だからいつ言おうと構わないんだが、一応もう少しお互いを良く知ってからでもいいかなーとも思うので、まだ気持ちは伝えず上司と部下として日々を過ごしている。
フィラが、思春期の子供か! と突っ込んで来たが、どうしたらいいのか分からないのだから仕方がないだろう。周囲からニヤニヤと見守られているのも知っているので、誰かに相談もしにくい……
ついでにフィラが昇級の為に使用人でなくなるとアリアに告げれば泣きそうな顔をしたので、給金三割増で雇用契約を継続した。「何せ自分、中級なんで」とか売り込みを掛けて人の足元を見やがったあの時の顔も忘れずに覚えておく。

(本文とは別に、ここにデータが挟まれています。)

//! Single-tile reads: probe the header, locate the tile, fetch and inflate it.
//!
//! A tile read costs exactly two range requests against the object: one for
//! the first `probe_size` bytes and one for the compressed tile.

use std::io::Read;
use std::time::Instant;

use bytes::Bytes;
use flate2::read::ZlibDecoder;
use ndarray::Array2;
use tracing::debug;

use crate::error::TileError;
use crate::format::tiff::{parse_header, Compression, Header, TiffTag, PREDICTOR_NONE};
use crate::io::RangeFetch;

use super::{Sample, TileIndex, TileStats};

/// Number of bytes fetched to parse the header when nothing else is configured.
pub const DEFAULT_PROBE_SIZE: usize = 4096;

/// Compression code assumed when the tag is absent.
const COMPRESSION_ABSENT: u16 = 1;

/// Initial inflate buffer, as a multiple of the compressed length.
const INFLATE_RESERVE_RATIO: usize = 4;

/// A decoded tile and the header it was read through.
#[derive(Debug, Clone)]
pub struct DecodedTile<T> {
    pub header: Header,
    /// Position of the tile in the tile tables
    pub index: usize,
    /// Pixels, shape `(TileLength, TileWidth)`
    pub pixels: Array2<T>,
    pub stats: TileStats,
}

/// Inflated tile bytes, not reinterpreted.
#[derive(Debug, Clone)]
pub struct RawTile {
    pub header: Header,
    pub index: usize,
    /// `(TileLength, TileWidth)`
    pub shape: (usize, usize),
    pub data: Vec<u8>,
    pub stats: TileStats,
}

/// Where a tile lives and how big it is.
struct TileLocation {
    index: usize,
    shape: (usize, usize),
    offset: u64,
    len: u64,
}

/// Read and decode one tile as `(TileLength, TileWidth)` elements of `T`.
///
/// # Errors
/// Fails if either range read fails, the header cannot be parsed, the tile
/// is not deflate-compressed without a predictor, a tag needed to locate the
/// tile is missing or lies past `probe_size`, the index is out of range, or
/// the inflated tile does not hold exactly one `T` per pixel.
pub fn read_tile<T: Sample, R: RangeFetch + ?Sized>(
    client: &R,
    location: &str,
    tile: TileIndex,
    probe_size: usize,
) -> Result<DecodedTile<T>, TileError> {
    let raw = read_tile_bytes(client, location, tile, probe_size)?;
    let started = raw.stats.started;

    let (rows, cols) = raw.shape;
    let element = std::mem::size_of::<T>();
    let expected = tile_size(raw.shape, element)?;
    if raw.data.len() != expected {
        return Err(TileError::DecodedSizeMismatch {
            expected,
            actual: raw.data.len(),
        });
    }

    let order = raw.header.byte_order;
    let values: Vec<T> = raw
        .data
        .chunks_exact(element)
        .map(|c| T::read(c, order))
        .collect();
    let pixels = Array2::from_shape_vec((rows, cols), values).map_err(|_| {
        TileError::DecodedSizeMismatch {
            expected,
            actual: raw.data.len(),
        }
    })?;

    Ok(DecodedTile {
        header: raw.header,
        index: raw.index,
        pixels,
        stats: TileStats {
            t_total: started.elapsed(),
            ..raw.stats
        },
    })
}

/// Read one tile and return its inflated bytes.
///
/// The inflated length must match TileLength * TileWidth * bytes per sample
/// as declared by the header.
pub fn read_tile_bytes<R: RangeFetch + ?Sized>(
    client: &R,
    location: &str,
    tile: TileIndex,
    probe_size: usize,
) -> Result<RawTile, TileError> {
    let started = Instant::now();

    let probe = client.fetch_range(location, 0, probe_size as u64)?;
    let header = parse_header(&probe)?;
    let t_open = started.elapsed();

    let loc = locate_tile(&header, tile, probe_size)?;
    debug!(
        location,
        tile = loc.index,
        offset = loc.offset,
        len = loc.len,
        "fetching tile"
    );

    let expected = tile_size(loc.shape, element_size(&header))?;
    let compressed = client.fetch_range(
        location,
        loc.offset,
        loc.offset.saturating_add(loc.len),
    )?;
    let data = inflate(&compressed, expected)?;

    Ok(RawTile {
        header,
        index: loc.index,
        shape: loc.shape,
        data,
        stats: TileStats {
            t_open,
            t_total: started.elapsed(),
            chunk_size: compressed.len(),
            started,
        },
    })
}

/// Validate the encoding and find the tile's byte range.
fn locate_tile(
    header: &Header,
    tile: TileIndex,
    probe_size: usize,
) -> Result<TileLocation, TileError> {
    let info = &header.info;

    let compression = info.compression.map_or(COMPRESSION_ABSENT, |c| c as u16);
    if !Compression::from_u16(compression).is_some_and(Compression::is_supported) {
        return Err(TileError::UnsupportedCompression(compression));
    }

    let predictor = info.predictor.map_or(PREDICTOR_NONE, |p| p as u16);
    if predictor != PREDICTOR_NONE {
        return Err(TileError::UnsupportedPredictor(predictor));
    }

    let tile_width = required(header, TiffTag::TileWidth, info.tile_width, probe_size)?;
    let tile_length = required(header, TiffTag::TileLength, info.tile_length, probe_size)?;
    let offsets = required(
        header,
        TiffTag::TileOffsets,
        info.tile_offsets.as_ref(),
        probe_size,
    )?;
    let byte_counts = required(
        header,
        TiffTag::TileByteCounts,
        info.tile_byte_counts.as_ref(),
        probe_size,
    )?;

    let table_len = offsets.len().min(byte_counts.len()) as u64;
    let count = info.tile_count().map_or(table_len, |c| c.min(table_len));
    let tiles_across = match tile {
        TileIndex::Grid { .. } => {
            required(header, TiffTag::ImageWidth, info.tiles_across(), probe_size)?
        }
        TileIndex::Linear(_) => info.tiles_across().unwrap_or(0),
    };

    let index = tile.resolve(tiles_across, count)?;

    Ok(TileLocation {
        index,
        shape: (tile_length as usize, tile_width as usize),
        offset: offsets[index],
        len: byte_counts[index],
    })
}

/// A projected value, or the reason it is not available.
fn required<V>(
    header: &Header,
    tag: TiffTag,
    value: Option<V>,
    probe_size: usize,
) -> Result<V, TileError> {
    match value {
        Some(v) => Ok(v),
        None if header.tag(tag).is_some() => Err(TileError::UnresolvedTag {
            tag: tag.name(),
            probe_size,
        }),
        None => Err(TileError::MissingTag(tag.name())),
    }
}

/// Bytes per element as declared by BitsPerSample, one byte if absent.
fn element_size(header: &Header) -> usize {
    header
        .info
        .bits_per_sample
        .map_or(1, |bits| (bits as usize).div_ceil(8).max(1))
}

/// Bytes held by a tile of `shape` elements.
fn tile_size((rows, cols): (usize, usize), element_size: usize) -> Result<usize, TileError> {
    rows.checked_mul(cols)
        .and_then(|n| n.checked_mul(element_size))
        .ok_or(TileError::TileTooLarge {
            rows,
            cols,
            element_size,
        })
}

/// Zlib-inflate a compressed tile into exactly `expected` bytes.
///
/// Output is cut off one byte past `expected`, so a stream that inflates
/// further is reported with `actual = expected + 1`.
fn inflate(compressed: &Bytes, expected: usize) -> Result<Vec<u8>, TileError> {
    let reserve = expected.min(compressed.len().saturating_mul(INFLATE_RESERVE_RATIO));
    let mut out = Vec::with_capacity(reserve);
    ZlibDecoder::new(compressed.as_ref())
        .take((expected as u64).saturating_add(1))
        .read_to_end(&mut out)
        .map_err(|e| TileError::Decompress(e.to_string()))?;

    if out.len() != expected {
        return Err(TileError::DecodedSizeMismatch {
            expected,
            actual: out.len(),
        });
    }
    Ok(out)
}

……いや、それより猫に変化する術でも学んだ方が良いのではないだろうか。そうすれば俺がモフモフとアリアを癒やしてあげられるし……
「────ここの法の解釈が難しくて」
すっと差し出される分厚い法典に現実に引き戻される。
幸せ過ぎる妄想はなんとなくアリアに知られたくなくて、慌てて表情を取り繕い、アリアの示した法典の、印のついている箇所を確認する。
「ああ、これはこの時代特有の裁判規定で……でも今では恩赦の時の指標に使っているだけで────」
「……成る程、ありがとうございます。アレン様は教え方も丁寧なのですね」
にっこりと笑うアリアに胸がほっこりと温まる。
子爵家を覗いていた時にはこんな表情は見られなかった。
やっぱりここに連れてきて良かった。
「私も次の試験を受けてみようと思うんです。受かればアレン様と一緒に他のお仕事が出来る様になるってフィラさんに教えて貰いました」
「そ、そうか……別にそんなに急がなくても……いいよ?」
いつも一緒にいられるのもいいけれど、邸に居てくれるだけでも充分幸せなのだし……
「いいえ! 折角こうして第二の人生を歩むきっかけを作って下さったのです。絶対にアレン様のお役に立ってみせます!」
「うん……まあ、ありがとう……」
(……どうやって伝えよう……)
いつでも求婚出来るように庭に薔薇園を作り、指輪のサイズもこっそりと調べてあるんだけれど……肝心の伝え方が分からない。言い淀む俺にアリアが悲しそうに眉を下げる。
「あの、やっぱりご迷惑でしょうか……?」
「そんな訳ない!」
急いで否定してもアリアはまだ申し訳なさそうにしている。
「あの……本当に、駄目なところは言って下さいね。直すよう努力をしますから」
駄目なところなんて無いんだけれど……
「う、うん」
なんかもっとこう、気の利いた科白を言って格好つけたいのに……
うーん
「アリア、俺は君がいてくれるだけで嬉しいよ」
そう言えばアリアは何故か泣きそうに顔を歪めて焦ってしまう。泣かせたいわけじゃないんだ!
「ごめんアリア! 泣かないで!!」
「違……違います、嬉しいんです」
「えっ」
アリアは涙を溜めた瞳に俺を映し、嬉しそうにはにかんだ。
「私に居場所を作って下さって、ありがとうございます。アレン様」
うっ。
そんな風に言われたら……こっちこそ嬉しすぎて何も言えない……俺はぎくしゃくとアリアの頭を撫で、赤らむ顔を誤魔化しておく。
横でフィラが鼻で笑っているのが癪に触るが……安心したように笑うアリアの笑顔が堪らないので、今回だけは見ない事にする。
そうして再びアリアと視線が合えば、それだけで嬉しくて何だか幸せで、自然と顔が笑み崩れた。